Ripercorrere la storia dell’agricoltura nel Polesine significa ricostruire la vicenda legata alle “terre vecchie”, quelle terre sulle quali la bonifica sostituisce, repentinamente, all’economia della valle, l’economia della pesca e del pascolo, una nuova economia agraria.
In un sistema di conduzione in aziende molto grandi si produceva frumento, e, nelle alberate, anche uva, ma per secoli la coltura chiave è stata, nelle terre “vecchie”, la canapa.

Nella seconda metà dell’Ottocento l’Italia vanta il titolo di secondo produttore mondiale di fibra di canapa. Sebbene la produzione fosse concentrata in Emilia, anche in Polesine il territorio fu riempito di maceri: I maceri sono appunto bacini artificiali di acqua stagnante, un tempo utilizzati per la lavorazione della canapa. Questa coltivazione, fu introdotta in Italia tra il X e l’VIII secolo a.C.

Il tessuto di canapa veniva utilizzato soprattutto per abiti di contadini e monaci e per la produzione di sacchi, corde e vele quella della canapa non è semplicemente una coltivazione, è l’espressione di una civiltà, una civiltà agraria fondata su una disponibilità pressoché illimitata di lavoro umano.

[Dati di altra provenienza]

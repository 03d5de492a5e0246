//! Colour theme: the persisted dark/light flag and the toggle control.

use serde::{Deserialize, Serialize};
use tracing::{debug, warn};

use crate::dom;
use crate::error::FolioError;
use crate::scheduler::TimerId;
use crate::storage::KeyValueStore;
use crate::ui::task::Task;
use crate::ui::Ctx;

pub const SUCCESS_GREEN: &str = "#10b981";
pub const ERROR_RED: &str = "#ef4444";
pub const INFO_BLUE: &str = "#3b82f6";

#[derive(Debug, Clone, Copy, Default, PartialEq, Eq, Serialize, Deserialize)]
#[serde(rename_all = "lowercase")]
pub enum Theme {
    #[default]
    Dark,
    Light,
}

impl Theme {
    /// Stored and rendered form (`data-theme` value).
    pub fn as_str(&self) -> &'static str {
        match self {
            Self::Dark => "dark",
            Self::Light => "light",
        }
    }

    pub fn parse(value: &str) -> Option<Self> {
        match value {
            "dark" => Some(Self::Dark),
            "light" => Some(Self::Light),
            _ => None,
        }
    }

    pub fn toggled(self) -> Self {
        match self {
            Self::Dark => Self::Light,
            Self::Light => Self::Dark,
        }
    }

    /// Icon on the toggle: it shows where a click takes you.
    pub fn toggle_icon(&self) -> &'static str {
        match self {
            Self::Dark => "fas fa-sun",
            Self::Light => "fas fa-moon",
        }
    }

    pub fn toggle_label(&self) -> &'static str {
        match self {
            Self::Dark => "Switch to light mode",
            Self::Light => "Switch to dark mode",
        }
    }
}

/// Read the persisted theme, falling back to `default` when storage is
/// unavailable or holds something unexpected.
pub fn load_theme(store: &dyn KeyValueStore, key: &str, default: Theme) -> Theme {
    match store.get(key) {
        Ok(Some(value)) => Theme::parse(&value).unwrap_or_else(|| {
            warn!(stored = %value, "Ignoring unknown stored theme");
            default
        }),
        Ok(None) => default,
        Err(err) => {
            debug!(error = %FolioError::from(err), "Theme preference unreadable, using default");
            default
        }
    }
}

/// Persist `theme`. Failures are logged and swallowed.
pub fn save_theme(store: &mut dyn KeyValueStore, key: &str, theme: Theme) -> bool {
    match store.set(key, theme.as_str()) {
        Ok(()) => true,
        Err(err) => {
            debug!(error = %FolioError::from(err), "Theme preference not persisted");
            false
        }
    }
}

/// Owns the active theme and the toggle button.
#[derive(Debug)]
pub struct ThemeStore {
    theme: Theme,
    toggle: String,
    icon: String,
    pulse: Option<TimerId>,
    transition: Option<TimerId>,
}

impl ThemeStore {
    /// Restore the persisted theme and render it.
    pub fn mount(cx: &mut Ctx<'_>, store: &dyn KeyValueStore) -> Result<Self, FolioError> {
        if !cx.surface.exists(dom::THEME_TOGGLE) {
            return Err(FolioError::not_found("theme", dom::THEME_TOGGLE));
        }
        let icon = cx
            .surface
            .children(dom::THEME_TOGGLE)
            .into_iter()
            .find(|child| cx.surface.tag(child).as_deref() == Some("i"))
            .ok_or_else(|| FolioError::not_found("theme", format!("{} > i", dom::THEME_TOGGLE)))?;

        let theme = load_theme(store, &cx.config.theme.storage_key, cx.config.theme.default);
        let this = Self {
            theme,
            toggle: dom::THEME_TOGGLE.to_string(),
            icon,
            pulse: None,
            transition: None,
        };
        this.render(cx);
        Ok(this)
    }

    pub fn theme(&self) -> Theme {
        self.theme
    }

    /// Flip the theme, persist it and play the toggle feedback.
    pub fn toggle(&mut self, cx: &mut Ctx<'_>, store: &mut dyn KeyValueStore) -> Theme {
        let transition = cx.config.theme.transition();
        let seconds = transition.as_secs_f64();
        cx.surface.set_style(
            dom::BODY,
            "transition",
            &format!("background-color {seconds}s ease, color {seconds}s ease"),
        );

        self.theme = self.theme.toggled();
        self.render(cx);
        save_theme(store, &cx.config.theme.storage_key, self.theme);

        cx.surface.set_style(&self.toggle, "transform", "scale(0.9)");
        if let Some(previous) = self.pulse.take() {
            cx.scheduler.cancel(previous);
        }
        self.pulse = Some(cx.scheduler.schedule(cx.config.theme.pulse(), Task::ThemePulseRelease));

        if let Some(previous) = self.transition.take() {
            cx.scheduler.cancel(previous);
        }
        self.transition = Some(cx.scheduler.schedule(transition, Task::ThemeTransitionEnd));

        self.theme
    }

    pub fn release_pulse(&mut self, cx: &mut Ctx<'_>) {
        self.pulse = None;
        cx.surface.set_style(&self.toggle, "transform", "scale(1)");
    }

    pub fn close_transition(&mut self, cx: &mut Ctx<'_>) {
        self.transition = None;
        cx.surface.remove_style(dom::BODY, "transition");
    }

    fn render(&self, cx: &mut Ctx<'_>) {
        cx.surface
            .set_attribute(dom::ROOT, "data-theme", self.theme.as_str());
        cx.surface
            .set_class_name(&self.icon, self.theme.toggle_icon());
        cx.surface
            .set_attribute(&self.toggle, "aria-label", self.theme.toggle_label());
    }
}
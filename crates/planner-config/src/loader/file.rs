//! File-based configuration loading

use crate::{error::ConfigError, loader::ConfigFormat, Config, Result, Validate};
use std::fs;
use std::path::Path;

/// Load configuration from a file
pub fn load_from_file<P: AsRef<Path>>(path: P) -> Result<Config> {
    let path = path.as_ref();

    if !path.exists() {
        return Err(ConfigError::FileNotFound {
            path: path.to_path_buf(),
        });
    }

    let format = detect_format(path)?;

    let content = fs::read_to_string(path).map_err(|e| ConfigError::IoError {
        path: path.to_path_buf(),
        source: e,
    })?;

    let path_str = path.to_str();

    let config = match format {
        ConfigFormat::Yaml => super::formats::yaml::parse_with_path(&content, path_str)?,
        ConfigFormat::Toml => super::formats::toml::parse_with_path(&content, path_str)?,
        ConfigFormat::Json => super::formats::json::parse_with_path(&content, path_str)?,
    };

    config.validate()?;

    Ok(config)
}

/// Detect configuration format from file extension
fn detect_format(path: &Path) -> Result<ConfigFormat> {
    match path.extension().and_then(|s| s.to_str()) {
        Some("yml") | Some("yaml") => Ok(ConfigFormat::Yaml),
        Some("toml") => Ok(ConfigFormat::Toml),
        Some("json") => Ok(ConfigFormat::Json),
        _ => Err(ConfigError::UnknownFormat {
            path: path.to_path_buf(),
        }),
    }
}
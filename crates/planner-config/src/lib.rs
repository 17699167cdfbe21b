//! Configuration management for the AGV path planner
//!
//! This crate provides a validated configuration system with support for:
//! - Multiple formats (YAML, TOML, JSON)
//! - Config validation with helpful error messages
//! - Config merging (file + environment)
//! - Type-safe configuration structs
//!
//! # Example
//!
//! ```no_run
//! use planner_config::Config;
//!
//! // Load from default location (.planner.{toml,yml,json})
//! let config = Config::load()?;
//!
//! // Or load from specific file
//! let config = Config::from_file("config/dev/planner.toml")?;
//!
//! let broker = &config.mqtt.broker;
//! let frame = &config.planner.frame;
//! # Ok::<(), planner_config::ConfigError>(())
//! ```

pub mod error;
pub mod loader;
pub mod types;
pub mod validation;

pub use error::{ConfigError, ErrorFormatter, Result};
pub use loader::ConfigBuilder;
pub use types::*;

/// Trait for config validation
pub use validation::Validate;
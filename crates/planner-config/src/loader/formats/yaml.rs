//! YAML format parser

use crate::{error::ConfigError, Config, Result};

/// Parse configuration from YAML string
pub fn parse(content: &str) -> Result<Config> {
    parse_with_path(content, None)
}

/// Parse configuration from YAML string with file path for better errors
pub fn parse_with_path(content: &str, path: Option<&str>) -> Result<Config> {
    serde_yaml::from_str(content).map_err(|e| ConfigError::from_yaml_error(e, content, path))
}
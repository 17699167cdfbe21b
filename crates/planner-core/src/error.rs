use thiserror::Error;

pub type Result<T> = std::result::Result<T, PlanError>;

#[derive(Debug, Clone, PartialEq, Eq, Error)]
pub enum PlanError {
    /// An item names a POI id that is not on the map
    #[error("POI not found: {name}")]
    PoiNotFound { name: String },
}
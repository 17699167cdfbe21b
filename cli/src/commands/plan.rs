use super::utils::resolve_frame;
use anyhow::{Context, Result};
use planner_config::Config;
use planner_core::build_path;
use planner_io::{load_items, load_pois, path_to_json};
use std::path::Path;
use tracing::{debug, info};

pub fn handle_plan(
    config: &Config,
    items_file: &Path,
    poi_file: &Path,
    frame: Option<&str>,
) -> Result<()> {
    let path = plan_from_files(items_file, poi_file, frame, &config.planner.frame)?;
    print!("{}", path_to_json(&path).context("rendering path")?);
    Ok(())
}

/// Load both documents and build the path.
pub fn plan_from_files(
    items_file: &Path,
    poi_file: &Path,
    frame: Option<&str>,
    configured_frame: &str,
) -> Result<planner_core::Path> {
    let message = load_items(items_file)
        .with_context(|| format!("loading item list {}", items_file.display()))?;
    let map = load_pois(poi_file)
        .with_context(|| format!("loading POI map {}", poi_file.display()))?;
    debug!(
        items = message.items.len(),
        pois = map.pois.len(),
        "loaded plan inputs"
    );

    let frame = resolve_frame(frame, map.frame.as_deref(), configured_frame);
    let path = build_path(&message.items, &map.pois, &frame).context("building path")?;
    info!(
        "planned {} waypoints in frame {} (cost {:.3})",
        path.waypoints.len(),
        path.frame,
        path.total_cost
    );
    Ok(path)
}

#[cfg(test)]
mod tests {
    use super::*;
    use planner_core::{PlanError, Waypoint};
    use std::path::PathBuf;
    use tempfile::tempdir;

    fn workspace_data(rel: &str) -> PathBuf {
        PathBuf::from(env!("CARGO_MANIFEST_DIR"))
            .join("../data")
            .join(rel)
    }

    #[test]
    fn test_plan_sample_files() {
        let path = plan_from_files(
            &workspace_data("samples/items_example.json"),
            &workspace_data("poi/store_A_poi.json"),
            None,
            "ignored",
        )
        .unwrap();

        // The map document names its own frame.
        assert_eq!(path.frame, "map");
        assert_eq!(
            path.waypoints,
            vec![
                Waypoint::new(0.0, 0.0),
                Waypoint::new(2.5, 1.0),
                Waypoint::new(6.0, 1.5),
                Waypoint::new(7.5, 3.5),
                Waypoint::new(1.0, 6.0),
            ]
        );
        assert!((path.total_cost - path.length()).abs() < 1e-9);
    }

    #[test]
    fn test_frame_flag_wins() {
        let path = plan_from_files(
            &workspace_data("samples/items_example.json"),
            &workspace_data("poi/store_A_poi.json"),
            Some("odom"),
            "map",
        )
        .unwrap();
        assert_eq!(path.frame, "odom");
    }

    #[test]
    fn test_missing_items_file() {
        let err = plan_from_files(
            Path::new("/nonexistent/items.json"),
            &workspace_data("poi/store_A_poi.json"),
            None,
            "map",
        )
        .unwrap_err();
        assert!(err.to_string().contains("items.json"));
        assert!(format!("{:#}", err).starts_with("loading item list"));
    }

    #[test]
    fn test_bad_map_is_reported_with_context() {
        let dir = tempdir().unwrap();
        let poi = dir.path().join("poi.json");
        std::fs::write(&poi, r#"{"poi": []}"#).unwrap();

        let err = plan_from_files(&workspace_data("samples/items_example.json"), &poi, None, "map")
            .unwrap_err();
        let chain = format!("{:#}", err);
        assert!(chain.contains("loading POI map"));
        assert!(chain.contains("No POIs parsed"));
    }

    #[test]
    fn test_unknown_item_is_reported() {
        let dir = tempdir().unwrap();
        let items = dir.path().join("items.json");
        std::fs::write(&items, r#"[{"name": "durian", "qty": 1}]"#).unwrap();

        let err = plan_from_files(&items, &workspace_data("poi/store_A_poi.json"), None, "map")
            .unwrap_err();
        assert_eq!(
            err.downcast_ref::<PlanError>(),
            Some(&PlanError::PoiNotFound {
                name: "durian".to_string()
            })
        );
    }
}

La raccolta si faceva a fine estate.

Con una falcetta si tagliavano le piante raso terra, si legavano in piccoli fasci e con il carro si portavano a casa nell’aia.

Successivamente la canapa si metteva a macerare nell’acqua. Questa operazione era fondamentale per ottenere una buona stoppa, che era la materia prima principale estraibile da questa pianta. La canapa restava nell’acqua per 15-20 giorni, poi veniva messa ad asciugare.

Per l’estrazione della stoppa dagli steli della canapa si usavano speciali attrezzi che si chiamavano mascelle (in dialetto gramola), costituite da un banco di legno con dieci lamine sempre in legno unite insieme con un perno ad una estremità. Alternativamente la metà delle lamine erano fissate al banco, mentre le altre, unite da un manico, si alzavano ed abbassavano manualmente in modo che incastrandosi con quelle fisse rompevano gli steli della canapa.

La canapa, una manciata alla volta, si passava sotto l’attrezzo; con una mano si alzavano ed abbassavano le mascelle e con l’altra la si faceva scorrere.
Successivamente si passava la fibra su dei grossi pettini in modo da liberarla completamente da residui legnosi ed allo stesso tempo affinarla.
Ora era pronta per la filatura.

Dalla canapa si estraevano sostanze “oleose” (per illuminazione ed energia), “fibrose” (fibre tessili, vestiti, carta, corde) e si ottenevano “alimenti” (farinacei e mangime per gli animali).

Nella seconda metà del XX secolo, con il declino e l’abbandono definitivo di questo materiale, sostituito dal cotone e dalle fibre sintetiche, molti di questi stagni vennero chiusi per recuperare terreni agricoli ed edificabili.